The president of the United States said critics of the
Iran deal were finding common cause with a murderous Iranian regime — a regime
that he has coddled, accommodated, and apologized for time and again. He
imputed to his domestic political opponents a none-too-vague whiff of
cowardice, dual loyalty, and dishonor. In vintage Obama mode, he condemned the
partisanship of his critics while delivering a searing partisan attack. He once
again bragged about his opposition to the Iraq War while denigrating all those
who supported it — including both of his secretaries of state and his vice
president — as if that proves the rightness of everything he does. But this
time he went further, basically suggesting that if you don’t support this deal,
you are rewarding this evil fifth column in our midst. It was disgusting.

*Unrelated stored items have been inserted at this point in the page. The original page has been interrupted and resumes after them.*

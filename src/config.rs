//! Configuration loader and validator for the storefront bulk console.
use serde::{Deserialize, Serialize};
use std::fs;
use std::path::Path;
use thiserror::Error;

use crate::model::{ActionKind, PreflightPolicy};

#[derive(Debug, Error)]
pub enum ConfigError {
    #[error("I/O error: {0}")]
    Io(#[from] std::io::Error),
    #[error("YAML parse error: {0}")]
    Parse(#[from] serde_yaml::Error),
    #[error("Invalid configuration: {0}")]
    Invalid(String),
}

/// Root configuration struct mirroring the YAML schema exactly.
#[derive(Debug, Clone, Serialize, Deserialize, PartialEq, Eq)]
pub struct Config {
    pub app: App,
    pub host: Host,
    pub actions: Actions,
}

/// Grid and job behavior.
#[derive(Debug, Clone, Serialize, Deserialize, PartialEq, Eq)]
pub struct App {
    pub max_batch_size: usize,
    pub poll_interval_ms: u64,
    #[serde(default = "default_lookback_years")]
    pub lookback_years: u32,
    #[serde(default)]
    pub preflight_failure: PreflightPolicy,
}

fn default_lookback_years() -> u32 {
    2
}

/// Host framework RPC endpoint and credentials.
#[derive(Debug, Clone, Serialize, Deserialize, PartialEq, Eq)]
pub struct Host {
    pub base_url: String,
    pub api_key: String,
    pub api_secret: String,
}

#[derive(Debug, Clone, Serialize, Deserialize, PartialEq, Eq)]
pub struct Actions {
    pub sync: ActionSettings,
    pub rename: ActionSettings,
    pub reconcile: ActionSettings,
}

impl Actions {
    pub fn get(&self, action: ActionKind) -> &ActionSettings {
        match action {
            ActionKind::Sync => &self.sync,
            ActionKind::Rename => &self.rename,
            ActionKind::Reconcile => &self.reconcile,
        }
    }
}

/// Host methods and names for one action family.
#[derive(Debug, Clone, Serialize, Deserialize, PartialEq, Eq)]
pub struct ActionSettings {
    /// Job name the queue reports while the batch runs.
    pub job_name: String,
    /// Real-time channel carrying progress lines.
    pub channel: String,
    pub list_method: String,
    pub batch_method: String,
    /// Argument name carrying the delimiter-joined ids.
    pub batch_arg: String,
    pub single_method: String,
    /// Argument name carrying the row id for `single_method`.
    #[serde(default = "default_single_arg")]
    pub single_arg: String,
    /// Used instead of `single_method` for rows that are already synced.
    #[serde(default)]
    pub resync_method: Option<String>,
    #[serde(default)]
    pub merge_check_method: Option<String>,
}

fn default_single_arg() -> String {
    "product".into()
}

/// Load configuration from a YAML file and validate it.
/// - If `path` is None, uses `config.yaml` in the current working directory.
pub fn load(path: Option<&Path>) -> Result<Config, ConfigError> {
    let path = path.unwrap_or_else(|| Path::new("config.yaml"));
    let content = fs::read_to_string(path)?;
    let cfg: Config = serde_yaml::from_str(&content)?;
    validate(&cfg)?;
    Ok(cfg)
}

fn require(value: &str, key: &str) -> Result<(), ConfigError> {
    if value.trim().is_empty() {
        return Err(ConfigError::Invalid(format!("{key} must be non-empty")));
    }
    Ok(())
}

/// Validate a configuration instance.
pub fn validate(cfg: &Config) -> Result<(), ConfigError> {
    if cfg.app.max_batch_size == 0 {
        return Err(ConfigError::Invalid("app.max_batch_size must be > 0".into()));
    }
    if cfg.app.poll_interval_ms == 0 {
        return Err(ConfigError::Invalid("app.poll_interval_ms must be > 0".into()));
    }

    require(&cfg.host.base_url, "host.base_url")?;
    if reqwest::Url::parse(&cfg.host.base_url).is_err() {
        return Err(ConfigError::Invalid("host.base_url must be an absolute URL".into()));
    }
    require(&cfg.host.api_key, "host.api_key")?;
    require(&cfg.host.api_secret, "host.api_secret")?;

    for action in ActionKind::all() {
        let a = cfg.actions.get(action);
        let key = |field: &str| format!("actions.{}.{}", action.as_str(), field);
        require(&a.job_name, &key("job_name"))?;
        require(&a.channel, &key("channel"))?;
        require(&a.list_method, &key("list_method"))?;
        require(&a.batch_method, &key("batch_method"))?;
        require(&a.batch_arg, &key("batch_arg"))?;
        require(&a.single_method, &key("single_method"))?;
        require(&a.single_arg, &key("single_arg"))?;
        if let Some(m) = &a.resync_method {
            require(m, &key("resync_method"))?;
        }
        if let Some(m) = &a.merge_check_method {
            require(m, &key("merge_check_method"))?;
        }
    }

    Ok(())
}

/// Returns a complete example configuration.
pub fn example() -> &'static str {
    r#"app:
  max_batch_size: 50
  poll_interval_ms: 2000
  lookback_years: 2
  preflight_failure: proceed

host:
  base_url: "https://erp.example.com/"
  api_key: "YOUR_API_KEY"
  api_secret: "YOUR_API_SECRET"

actions:
  sync:
    job_name: "shopify.job.sync.selected.products"
    channel: "shopify.key.sync.selected.products"
    list_method: "ecommerce_integrations.shopify.page.shopify_import_products.shopify_import_products.get_shopify_products"
    batch_method: "ecommerce_integrations.shopify.page.shopify_import_products.shopify_import_products.import_selected_products"
    batch_arg: "products"
    single_method: "ecommerce_integrations.shopify.page.shopify_import_products.shopify_import_products.sync_product"
    resync_method: "ecommerce_integrations.shopify.page.shopify_import_products.shopify_import_products.resync_product"
  rename:
    job_name: "shopify.job.rename.selected_products"
    channel: "shopify.key.rename.selected.products"
    list_method: "ecommerce_integrations.shopify.page.shopify_import_products.shopify_import_products.get_shopify_products"
    batch_method: "ecommerce_integrations.ecommerce_integrations.page.shopify_item_code_rename.rename_products.rename"
    batch_arg: "products"
    single_method: "ecommerce_integrations.ecommerce_integrations.page.shopify_item_code_rename.rename_products.rename"
    single_arg: "products"
  reconcile:
    job_name: "shopify.job.reconcile.selected_products"
    channel: "shopify.key.reconcile.selected.products"
    list_method: "ecommerce_integrations.ecommerce_integrations.page.shopify_item_code_reconciliation.shopify_item_code_reconciliation.get_unreconciled_items"
    batch_method: "ecommerce_integrations.ecommerce_integrations.page.shopify_item_code_reconciliation.shopify_item_code_reconciliation.reconcile_multiple"
    batch_arg: "comma_delimited_products"
    single_method: "ecommerce_integrations.ecommerce_integrations.page.shopify_item_code_reconciliation.shopify_item_code_reconciliation.reconcile"
    merge_check_method: "ecommerce_integrations.ecommerce_integrations.page.shopify_item_code_reconciliation.shopify_item_code_reconciliation.get_merge_required_items"
"#
}

#[cfg(test)]
mod tests {
    use super::*;
    use tempfile::tempdir;

    fn example_cfg() -> Config {
        serde_yaml::from_str(example()).unwrap()
    }

    #[test]
    fn parse_example_ok() {
        let cfg = example_cfg();
        validate(&cfg).unwrap();
        assert_eq!(cfg.app.preflight_failure, PreflightPolicy::Proceed);
        assert!(cfg.actions.reconcile.merge_check_method.is_some());
        assert!(cfg.actions.sync.merge_check_method.is_none());
        assert_eq!(cfg.actions.sync.single_arg, "product");
        assert_eq!(cfg.actions.rename.single_arg, "products");
        assert!(cfg.actions.sync.resync_method.is_some());
        assert!(cfg.actions.reconcile.resync_method.is_none());
    }

    #[test]
    fn defaults_when_optional_keys_missing() {
        let trimmed = example()
            .replace("  lookback_years: 2\n", "")
            .replace("  preflight_failure: proceed\n", "");
        let cfg: Config = serde_yaml::from_str(&trimmed).unwrap();
        assert_eq!(cfg.app.lookback_years, 2);
        assert_eq!(cfg.app.preflight_failure, PreflightPolicy::Proceed);
    }

    #[test]
    fn invalid_app_values() {
        let mut cfg = example_cfg();
        cfg.app.max_batch_size = 0;
        let err = validate(&cfg).unwrap_err();
        match err { ConfigError::Invalid(msg) => assert!(msg.contains("max_batch_size")), _ => panic!("wrong error") }

        let mut cfg = example_cfg();
        cfg.app.poll_interval_ms = 0;
        assert!(matches!(validate(&cfg), Err(ConfigError::Invalid(_))));
    }

    #[test]
    fn invalid_host() {
        let mut cfg = example_cfg();
        cfg.host.base_url = "not a url".into();
        let err = validate(&cfg).unwrap_err();
        match err { ConfigError::Invalid(msg) => assert!(msg.contains("host.base_url")), _ => panic!("wrong error") }

        let mut cfg = example_cfg();
        cfg.host.api_secret = " ".into();
        let err = validate(&cfg).unwrap_err();
        match err { ConfigError::Invalid(msg) => assert!(msg.contains("host.api_secret")), _ => panic!("wrong error") }
    }

    #[test]
    fn invalid_action_fields_name_the_key() {
        let mut cfg = example_cfg();
        cfg.actions.rename.channel = "".into();
        let err = validate(&cfg).unwrap_err();
        match err { ConfigError::Invalid(msg) => assert_eq!(msg, "actions.rename.channel must be non-empty"), _ => panic!("wrong error") }

        let mut cfg = example_cfg();
        cfg.actions.reconcile.merge_check_method = Some("".into());
        assert!(matches!(validate(&cfg), Err(ConfigError::Invalid(_))));

        let mut cfg = example_cfg();
        cfg.actions.sync.resync_method = Some(" ".into());
        let err = validate(&cfg).unwrap_err();
        match err { ConfigError::Invalid(msg) => assert_eq!(msg, "actions.sync.resync_method must be non-empty"), _ => panic!("wrong error") }
    }

    #[test]
    fn load_from_file_ok() {
        let td = tempdir().unwrap();
        let p = td.path().join("config.yaml");
        fs::write(&p, example()).unwrap();
        let cfg = load(Some(&p)).unwrap();
        assert_eq!(cfg.app.max_batch_size, 50);
        assert_eq!(cfg.actions.get(ActionKind::Sync).batch_arg, "products");
    }

    #[test]
    fn load_missing_file_is_io_error() {
        let td = tempdir().unwrap();
        let err = load(Some(&td.path().join("absent.yaml"))).unwrap_err();
        assert!(matches!(err, ConfigError::Io(_)));
    }
}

Last, he threatened that if you don’t support his deal,
it will mean war.
This is a lie. First of all, if Congress votes down the
deal tomorrow, who here believes that Obama will say, “Well, we have no choice
now. We have to go to war.”
Anyone?
Who here believes that the people cheering his speech as
powerful and impressive will apply its logic if it fails? Will David Axelrod —
who loved the speech, of course — suddenly say, “Diplomacy has failed, alas.
Now we have no choice but to bomb Iran.”?
They are fear-mongering and lying while denouncing their
opponents as fear-mongerers and liars.
They are dishonestly threatening war because war is the
only option less preferable than this unbelievably bad deal. It’s a magic-beans
deal, minus the magic. It’s the equivalent of giving the Clintons millions in
exchange for Mrs. Clinton attending your wedding.
It was the most shameful presidential speech on foreign
policy in my lifetime. Shame on him and his fans.